**WHAT TO DO**
Gather all lines in the records below that include the word "when".

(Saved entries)
* * * * * * * * *
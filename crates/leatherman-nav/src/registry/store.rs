//! Catalog storage and lookups

use super::{ItemRef, ToolCategory, ToolItem};
use crate::navigation::SUB_GROUP_SEPARATOR;
use crate::{Error, Result};
use serde::Deserialize;
use std::collections::{HashMap, HashSet};
use std::path::Path;

/// The ordered, immutable tool catalog.
///
/// Built once at startup and shared by reference (usually behind an `Arc`);
/// nothing mutates it afterwards. Construction validates the catalog
/// invariants, so every lookup afterwards is infallible.
#[derive(Debug, Clone, PartialEq, Eq)]
pub struct Registry {
    categories: Vec<ToolCategory>,
    /// path -> (category index, item index)
    by_path: HashMap<String, (usize, usize)>,
}

/// On-disk catalog format: a list of `[[categories]]` tables.
#[derive(Debug, Deserialize)]
struct CatalogFile {
    #[serde(default)]
    categories: Vec<ToolCategory>,
}

impl Registry {
    /// Build a registry, validating the catalog invariants.
    ///
    /// Fails when a path is reused anywhere, when an id repeats within a
    /// category, when two categories share an id, or when a sub-group's
    /// items are interleaved with other items.
    pub fn new(categories: Vec<ToolCategory>) -> Result<Self> {
        validate(&categories)?;
        Ok(Self::index(categories))
    }

    /// The compiled-in dashboard catalog.
    pub fn builtin() -> Self {
        Self::index(super::builtins::builtin_categories())
    }

    /// Parse a catalog from TOML content.
    ///
    /// # Example
    ///
    /// ```
    /// use leatherman_nav::Registry;
    ///
    /// let registry = Registry::from_toml(r#"
    /// [[categories]]
    /// id = "json"
    /// label = "JSON"
    ///
    /// [[categories.items]]
    /// id = "format"
    /// label = "Format"
    /// path = "/tools/json/format"
    /// "#).unwrap();
    ///
    /// assert_eq!(registry.item_count(), 1);
    /// ```
    pub fn from_toml(content: &str) -> Result<Self> {
        let file: CatalogFile = toml::from_str(content)?;
        Self::new(file.categories)
    }

    /// Load a catalog from a TOML file.
    pub fn load(path: &Path) -> Result<Self> {
        let content = std::fs::read_to_string(path).map_err(|source| Error::Read {
            path: path.to_path_buf(),
            source,
        })?;
        let registry = Self::from_toml(&content)?;
        tracing::info!(
            path = %path.display(),
            categories = registry.categories.len(),
            items = registry.item_count(),
            "Loaded tool catalog"
        );
        Ok(registry)
    }

    fn index(categories: Vec<ToolCategory>) -> Self {
        let by_path = categories
            .iter()
            .enumerate()
            .flat_map(|(ci, category)| {
                category
                    .items
                    .iter()
                    .enumerate()
                    .map(move |(ii, item)| (item.path.clone(), (ci, ii)))
            })
            .collect();
        Self {
            categories,
            by_path,
        }
    }

    /// Categories in declaration order.
    pub fn categories(&self) -> &[ToolCategory] {
        &self.categories
    }

    /// Get a category by id.
    pub fn category(&self, id: &str) -> Option<&ToolCategory> {
        self.categories.iter().find(|c| c.id == id)
    }

    /// Find the tool registered at `path`, together with its category.
    pub fn find_by_path(&self, path: &str) -> Option<ItemRef<'_>> {
        let &(ci, ii) = self.by_path.get(path)?;
        let category = &self.categories[ci];
        Some(ItemRef {
            category,
            item: &category.items[ii],
        })
    }

    /// Check if a tool is registered at `path`.
    pub fn contains_path(&self, path: &str) -> bool {
        self.by_path.contains_key(path)
    }

    /// Iterate over every tool in declaration order.
    pub fn items(&self) -> impl Iterator<Item = ItemRef<'_>> {
        self.categories.iter().flat_map(|category| {
            category
                .items
                .iter()
                .map(move |item| ItemRef { category, item })
        })
    }

    /// Total number of tools across all categories.
    pub fn item_count(&self) -> usize {
        self.by_path.len()
    }

    /// Path of the first tool in the catalog, if any.
    pub fn first_path(&self) -> Option<&str> {
        self.categories.iter().find_map(ToolCategory::first_path)
    }

    /// Check if the registry has no categories.
    pub fn is_empty(&self) -> bool {
        self.categories.is_empty()
    }
}

fn validate(categories: &[ToolCategory]) -> Result<()> {
    let mut category_ids = HashSet::new();
    let mut owners: HashMap<&str, &str> = HashMap::new();

    for category in categories {
        check_separator("category id", &category.id)?;
        if !category_ids.insert(category.id.as_str()) {
            return Err(Error::DuplicateCategory {
                id: category.id.clone(),
            });
        }

        let mut item_ids = HashSet::new();
        for item in &category.items {
            if !item.path.starts_with('/') {
                return Err(Error::InvalidPath {
                    path: item.path.clone(),
                });
            }
            if let Some(key) = &item.sub_group {
                check_separator("sub-group key", key)?;
            }
            if !item_ids.insert(item.id.as_str()) {
                return Err(Error::DuplicateItemId {
                    category: category.id.clone(),
                    id: item.id.clone(),
                });
            }
            if let Some(first) = owners.insert(item.path.as_str(), category.id.as_str()) {
                return Err(Error::DuplicatePath {
                    path: item.path.clone(),
                    first: first.to_string(),
                    second: category.id.clone(),
                });
            }
        }

        check_contiguous_groups(category)?;
    }

    Ok(())
}

fn check_separator(kind: &'static str, value: &str) -> Result<()> {
    if value.contains(SUB_GROUP_SEPARATOR) {
        return Err(Error::ReservedSeparator {
            kind,
            value: value.to_string(),
        });
    }
    Ok(())
}

fn check_contiguous_groups(category: &ToolCategory) -> Result<()> {
    let mut closed: HashSet<&str> = HashSet::new();
    let mut current: Option<&str> = None;

    for key in category.items.iter().map(|item: &ToolItem| item.sub_group.as_deref()) {
        if key == current {
            continue;
        }
        if let Some(prev) = current {
            closed.insert(prev);
        }
        if let Some(key) = key {
            if closed.contains(key) {
                return Err(Error::SplitSubGroup {
                    category: category.id.clone(),
                    sub_group: key.to_string(),
                });
            }
        }
        current = key;
    }
    Ok(())
}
* * * * * * * * *
**EXERCISE RESPONSE**
    /// Fails when a path is reused anywhere, when an id repeats within a
    /// category, when two categories share an id, or when a sub-group's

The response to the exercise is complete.